Kenny had previously said abolishing the organisation would be a “seriously costly and seriously historic mistake”.
Following the announcement, Fianna Fail leader Michael Martin on Wednesday called the water charges “very far from being the single most important issue facing our country”.
“However it is important and the handling of it in recent years represents a dramatic public policy fiasco,” he added.
Fine Gael won 50 seats and Fianna Fail 44 in a 158-seat parliament in the February election that left no party with the clear numbers to rule.
Together, the two centre-right parties would have more than enough seats to form a stable government but Fianna Fail has ruled out a formal coalition.
Instead, it has offered to support its arch-rival Fine Gael if broad agreement can be reached on key policy issues.
The deal on water charges is the first significant sign of movement in weeks of negotiations.
But it remains far from certain that the two parties—whose rivalry grew from a 1920s civil war—can agree on enough to allow a government to be formed.
Fine Gael must also satisfy the disparate and copious demands of
independent politicians, whose support it will need to form a government. These range from more facilities for local hospitals to increased broadband coverage in rural areas.
Alan Shatter, a former justice minister in the previous government who lost his Fine Gael seat in the election, told national broadcaster RTE that if a government were formed he did not expect it to last long.

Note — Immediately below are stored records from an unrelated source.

// =========================================================================
// Tests
// =========================================================================

#[cfg(test)]
mod tests {
    use super::*;
    use depfleet_common::{LABEL_CREDENTIAL, MemoryStore, test_guard};
    use std::collections::BTreeMap;

    fn candidate(host: &str, scopes: &[&str], username: &str, value: &str) -> StaticCredentialCandidate {
        StaticCredentialCandidate {
            host: host.to_string(),
            repository_scopes: scopes.iter().map(|s| s.to_string()).collect(),
            username: username.to_string(),
            secret_value: value.to_string(),
        }
    }

    #[test]
    fn exact_pattern_beats_wildcard_and_host_only() {
        let _guard = test_guard!();
        let candidates = vec![
            candidate("gitea.internal", &[], "fallback", "pw1"),
            candidate("gitea.internal", &["org/*"], "wildcard", "pw2"),
            candidate("gitea.internal", &["org/repo"], "exact", "pw3"),
        ];

        let winner = select_candidate(&candidates, "gitea.internal", "org/repo").unwrap();
        assert_eq!(winner.username, "exact");
    }

    #[test]
    fn wildcard_wins_for_sibling_repository() {
        let _guard = test_guard!();
        let candidates = vec![
            candidate("gitea.internal", &["org/repo"], "exact", "pw1"),
            candidate("gitea.internal", &["org/*"], "wildcard", "pw2"),
            candidate("gitea.internal", &[], "fallback", "pw3"),
        ];

        let winner = select_candidate(&candidates, "gitea.internal", "org/other").unwrap();
        assert_eq!(winner.username, "wildcard");
    }

    #[test]
    fn deeper_wildcard_prefix_wins() {
        let _guard = test_guard!();
        let candidates = vec![
            candidate("gitea.internal", &["org/*"], "shallow", "pw1"),
            candidate("gitea.internal", &["org/team/*"], "deep", "pw2"),
        ];

        let winner =
            select_candidate(&candidates, "gitea.internal", "org/team/service").unwrap();
        assert_eq!(winner.username, "deep");
    }

    #[test]
    fn wildcard_ties_break_by_first_encountered() {
        let _guard = test_guard!();
        let candidates = vec![
            candidate("gitea.internal", &["org/*"], "first", "pw1"),
            candidate("gitea.internal", &["org/*"], "second", "pw2"),
        ];

        let winner = select_candidate(&candidates, "gitea.internal", "org/thing").unwrap();
        assert_eq!(winner.username, "first");
    }

    #[test]
    fn bare_wildcard_matches_everything_with_lowest_score() {
        let _guard = test_guard!();
        let candidates = vec![
            candidate("gitea.internal", &["*"], "catch-all", "pw1"),
            candidate("gitea.internal", &["org/*"], "scoped", "pw2"),
        ];

        let scoped = select_candidate(&candidates, "gitea.internal", "org/thing").unwrap();
        assert_eq!(scoped.username, "scoped");

        let fallback = select_candidate(&candidates, "gitea.internal", "elsewhere/thing").unwrap();
        assert_eq!(fallback.username, "catch-all");
    }

    #[test]
    fn host_only_used_when_nothing_scoped_matches() {
        let _guard = test_guard!();
        let candidates = vec![
            candidate("gitea.internal", &["org/*"], "wildcard", "pw1"),
            candidate("gitea.internal", &[], "host-only-1", "pw2"),
            candidate("gitea.internal", &[], "host-only-2", "pw3"),
        ];

        let winner = select_candidate(&candidates, "gitea.internal", "other/repo").unwrap();
        assert_eq!(winner.username, "host-only-1");
    }

    #[test]
    fn different_host_is_not_found() {
        let _guard = test_guard!();
        let candidates = vec![candidate("gitea.internal", &["org/repo"], "x", "pw")];

        let err = select_candidate(&candidates, "gitea.example.com", "org/repo").unwrap_err();
        assert!(err.is_not_found());
    }

    #[test]
    fn empty_secret_value_is_filtered_out() {
        let _guard = test_guard!();
        let candidates = vec![
            candidate("gitea.internal", &["org/repo"], "empty", ""),
            candidate("gitea.internal", &["org/*"], "usable", "pw"),
        ];

        let winner = select_candidate(&candidates, "gitea.internal", "org/repo").unwrap();
        assert_eq!(winner.username, "usable");
    }

    #[test]
    fn no_match_on_host_is_not_found() {
        let _guard = test_guard!();
        let candidates = vec![candidate("gitea.internal", &["org/*"], "x", "pw")];

        let err = select_candidate(&candidates, "gitea.internal", "elsewhere/repo").unwrap_err();
        assert!(err.is_not_found());
    }

    #[test]
    fn candidate_parsing_reads_all_keys() {
        let _guard = test_guard!();
        let secret = Secret {
            name: "cred-1".to_string(),
            namespace: "depfleet".to_string(),
            labels: Labels::new(),
            data: BTreeMap::from([
                ("host".to_string(), "gitea.internal".to_string()),
                ("username".to_string(), "updater".to_string()),
                ("password".to_string(), "pw".to_string()),
                ("repositories".to_string(), "org/repo, org/infra/*\nteam/tool".to_string()),
            ]),
        };

        let candidate = candidate_from_secret(&secret).unwrap();
        assert_eq!(candidate.host, "gitea.internal");
        assert_eq!(
            candidate.repository_scopes,
            vec!["org/repo", "org/infra/*", "team/tool"]
        );
    }

    #[test]
    fn candidate_missing_host_is_malformed() {
        let _guard = test_guard!();
        let secret = Secret {
            name: "cred-broken".to_string(),
            namespace: "depfleet".to_string(),
            labels: Labels::new(),
            data: BTreeMap::from([("username".to_string(), "updater".to_string())]),
        };

        let err = candidate_from_secret(&secret).unwrap_err();
        assert_eq!(err.kind(), "malformed_credential");
    }

    fn credential_secret(name: &str, data: &[(&str, &str)]) -> Secret {
        Secret {
            name: name.to_string(),
            namespace: "depfleet".to_string(),
            labels: Labels::from([(LABEL_CREDENTIAL.to_string(), "static".to_string())]),
            data: data
                .iter()
                .map(|(k, v)| (k.to_string(), v.to_string()))
                .collect(),
        }
    }

    #[tokio::test]
    async fn source_reads_fresh_candidates_each_call() {
        let _guard = test_guard!();
        let store = MemoryStore::shared();
        let selector = Labels::from([(LABEL_CREDENTIAL.to_string(), "static".to_string())]);
        let source = StaticCredentialSource::new(store.clone(), "depfleet", selector);

        // No candidates yet.
        let err = source.select("gitea.internal", "org/repo").await.unwrap_err();
        assert!(err.is_not_found());

        // Operator adds a credential; the very next lookup sees it.
        use depfleet_common::ObjectStore as _;
        store
            .create_secret(credential_secret(
                "cred-1",
                &[
                    ("host", "gitea.internal"),
                    ("username", "updater"),
                    ("password", "pw"),
                    ("repositories", "org/*"),
                ],
            ))
            .await
            .unwrap();

        let winner = source.select("gitea.internal", "org/repo").await.unwrap();
        assert_eq!(winner.username, "updater");
    }

    #[tokio::test]
    async fn source_skips_malformed_secrets() {
        let _guard = test_guard!();
        let store = MemoryStore::shared();
        let selector = Labels::from([(LABEL_CREDENTIAL.to_string(), "static".to_string())]);
        let source = StaticCredentialSource::new(store.clone(), "depfleet", selector);

        use depfleet_common::ObjectStore as _;
        store
            .create_secret(credential_secret("cred-broken", &[("username", "x")]))
            .await
            .unwrap();
        store
            .create_secret(credential_secret(
                "cred-ok",
                &[
                    ("host", "gitea.internal"),
                    ("username", "updater"),
                    ("password", "pw"),
                ],
            ))
            .await
            .unwrap();

        let winner = source.select("gitea.internal", "any/repo").await.unwrap();
        assert_eq!(winner.username, "updater");
    }

    mod scoring_properties {
        use super::*;
        use proptest::prelude::*;

        proptest! {
            /// The selected wildcard's prefix is always a real path prefix
            /// of the repository.
            #[test]
            fn winner_prefix_is_prefix_of_repository(
                owner in "[a-z]{1,8}",
                name in "[a-z]{1,8}",
            ) {
                let repo = format!("{owner}/{name}");
                let candidates = vec![
                    candidate("h", &[&format!("{owner}/*")], "scoped", "pw"),
                    candidate("h", &["zzz/*"], "other", "pw"),
                ];
                let winner = select_candidate(&candidates, "h", &repo).unwrap();
                prop_assert_eq!(winner.username.as_str(), "scoped");
            }

            /// An exact pattern always beats any wildcard, regardless of
            /// candidate order.
            #[test]
            fn exact_always_beats_wildcard(flip in any::<bool>()) {
                let exact = candidate("h", &["org/repo"], "exact", "pw");
                let wild = candidate("h", &["org/*"], "wild", "pw");
                let candidates = if flip {
                    vec![exact.clone(), wild.clone()]
                } else {
                    vec![wild, exact]
                };
                let winner = select_candidate(&candidates, "h", "org/repo").unwrap();
                prop_assert_eq!(winner.username.as_str(), "exact");
            }
        }
    }
}
//! Runtime configuration.
//!
//! All settings come from `HEARTSCREEN_*` environment variables with defaults
//! matching the exported training artifacts; the CLI may override them.

use std::path::{Path, PathBuf};

use crate::ScreeningError;

pub const ARTIFACT_DIR_ENV: &str = "HEARTSCREEN_ARTIFACT_DIR";
pub const MODEL_FILE_ENV: &str = "HEARTSCREEN_MODEL_FILE";
pub const SCALER_FILE_ENV: &str = "HEARTSCREEN_SCALER_FILE";
pub const REFERENCE_FILE_ENV: &str = "HEARTSCREEN_REFERENCE_FILE";
pub const TARGET_COLUMN_ENV: &str = "HEARTSCREEN_TARGET_COLUMN";
pub const SAMPLE_SIZE_ENV: &str = "HEARTSCREEN_REFERENCE_SAMPLE_SIZE";
pub const SEED_ENV: &str = "HEARTSCREEN_SEED";
pub const NSAMPLES_ENV: &str = "HEARTSCREEN_EXPLAINER_NSAMPLES";
pub const REQUIRE_MANIFEST_ENV: &str = "HEARTSCREEN_REQUIRE_MANIFEST";

pub const DEFAULT_MODEL_FILE: &str = "model.json";
pub const DEFAULT_SCALER_FILE: &str = "scaler.json";
pub const DEFAULT_REFERENCE_FILE: &str = "encoded_data_train.csv";
pub const DEFAULT_TARGET_COLUMN: &str = "heartdisease";
pub const DEFAULT_SAMPLE_SIZE: usize = 50;
pub const DEFAULT_SEED: u64 = 42;

/// Settings for artifact loading and explanation.
#[derive(Debug, Clone, PartialEq, Eq)]
pub struct ScreeningConfig {
    /// Directory holding the classifier, scaler, reference table and manifest
    pub artifact_dir: PathBuf,
    pub model_file: String,
    pub scaler_file: String,
    pub reference_file: String,
    /// Label column dropped from the reference table
    pub target_column: String,
    /// Rows drawn from the reference table
    pub reference_sample_size: usize,
    /// Seed for reference subsampling and coalition sampling
    pub seed: u64,
    /// Coalition budget for the explainer (`None` = 2 * M + 2048)
    pub explainer_nsamples: Option<usize>,
    /// Refuse to load artifacts without an integrity manifest
    pub require_manifest: bool,
}

impl Default for ScreeningConfig {
    fn default() -> Self {
        Self {
            artifact_dir: PathBuf::from("models"),
            model_file: DEFAULT_MODEL_FILE.to_string(),
            scaler_file: DEFAULT_SCALER_FILE.to_string(),
            reference_file: DEFAULT_REFERENCE_FILE.to_string(),
            target_column: DEFAULT_TARGET_COLUMN.to_string(),
            reference_sample_size: DEFAULT_SAMPLE_SIZE,
            seed: DEFAULT_SEED,
            explainer_nsamples: None,
            require_manifest: false,
        }
    }
}

fn parse_bool(value: &str) -> bool {
    matches!(value, "1" | "true" | "TRUE" | "yes" | "YES")
}

fn parse_number<T: std::str::FromStr>(name: &str, value: &str) -> Result<T, ScreeningError> {
    value
        .trim()
        .parse::<T>()
        .map_err(|_| ScreeningError::Validation(format!("{name} must be a number, got '{value}'")))
}

impl ScreeningConfig {
    /// Build a config from the process environment.
    ///
    /// # Errors
    /// Returns `Validation` if a numeric variable cannot be parsed.
    pub fn from_env() -> Result<Self, ScreeningError> {
        Self::from_lookup(|name| std::env::var(name).ok())
    }

    /// Build a config from an arbitrary variable lookup.
    ///
    /// # Errors
    /// Returns `Validation` if a numeric variable cannot be parsed or a
    /// sample size of zero is requested.
    pub fn from_lookup<F>(lookup: F) -> Result<Self, ScreeningError>
    where
        F: Fn(&str) -> Option<String>,
    {
        let mut config = Self::default();

        if let Some(dir) = lookup(ARTIFACT_DIR_ENV) {
            config.artifact_dir = PathBuf::from(dir);
        }
        if let Some(v) = lookup(MODEL_FILE_ENV) {
            config.model_file = v;
        }
        if let Some(v) = lookup(SCALER_FILE_ENV) {
            config.scaler_file = v;
        }
        if let Some(v) = lookup(REFERENCE_FILE_ENV) {
            config.reference_file = v;
        }
        if let Some(v) = lookup(TARGET_COLUMN_ENV) {
            config.target_column = v;
        }
        if let Some(v) = lookup(SAMPLE_SIZE_ENV) {
            config.reference_sample_size = parse_number(SAMPLE_SIZE_ENV, &v)?;
        }
        if let Some(v) = lookup(SEED_ENV) {
            config.seed = parse_number(SEED_ENV, &v)?;
        }
        if let Some(v) = lookup(NSAMPLES_ENV) {
            config.explainer_nsamples = Some(parse_number(NSAMPLES_ENV, &v)?);
        }
        if let Some(v) = lookup(REQUIRE_MANIFEST_ENV) {
            config.require_manifest = parse_bool(&v);
        }

        if config.reference_sample_size == 0 {
            return Err(ScreeningError::Validation(format!(
                "{SAMPLE_SIZE_ENV} must be at least 1"
            )));
        }
        if config.explainer_nsamples == Some(0) {
            return Err(ScreeningError::Validation(format!(
                "{NSAMPLES_ENV} must be at least 1"
            )));
        }

        Ok(config)
    }

    /// Point the config at another artifact directory.
    #[must_use]
    pub fn with_artifact_dir(mut self, dir: impl AsRef<Path>) -> Self {
        self.artifact_dir = dir.as_ref().to_path_buf();
        self
    }

    #[must_use]
    pub fn model_path(&self) -> PathBuf {
        self.artifact_dir.join(&self.model_file)
    }

    #[must_use]
    pub fn scaler_path(&self) -> PathBuf {
        self.artifact_dir.join(&self.scaler_file)
    }

    #[must_use]
    pub fn reference_path(&self) -> PathBuf {
        self.artifact_dir.join(&self.reference_file)
    }

    #[must_use]
    pub fn manifest_path(&self) -> PathBuf {
        self.artifact_dir.join("manifest.json")
    }
}
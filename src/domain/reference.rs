//! Background rows used as the attribution baseline.

use serde::{Deserialize, Serialize};

use crate::domain::features::FeatureVector;

/// A small, fixed subsample of the training feature table.
///
/// Rows are in model input space, the same space as the vector being explained.
#[derive(Debug, Clone, PartialEq, Serialize, Deserialize)]
pub struct ReferenceSample {
    rows: Vec<FeatureVector>,
}

impl ReferenceSample {
    #[must_use]
    pub fn new(rows: Vec<FeatureVector>) -> Self {
        Self { rows }
    }

    #[must_use]
    pub fn rows(&self) -> &[FeatureVector] {
        &self.rows
    }

    #[must_use]
    pub fn len(&self) -> usize {
        self.rows.len()
    }

    #[must_use]
    pub fn is_empty(&self) -> bool {
        self.rows.is_empty()
    }
}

“If a minority government is created, I personally don’t believe it will last 12 months,” he said.
“Insofar as this might be described as some sort of partnership arrangement, this is going to be a very uncivil partnership.”
The introduction of the water charges as part of the country’s 85-billion-euro ($92-billion) international bailout in 2010 following a spectacular property crash turned out to be an austerity measure too far for the eurozone country.
Widespread street protests, payment boycotts, public burning of bills and obstruction of water metering were used in an ongoing campaign against the new tariff, which became a major issue in the election, reports AFP, DUBLIN.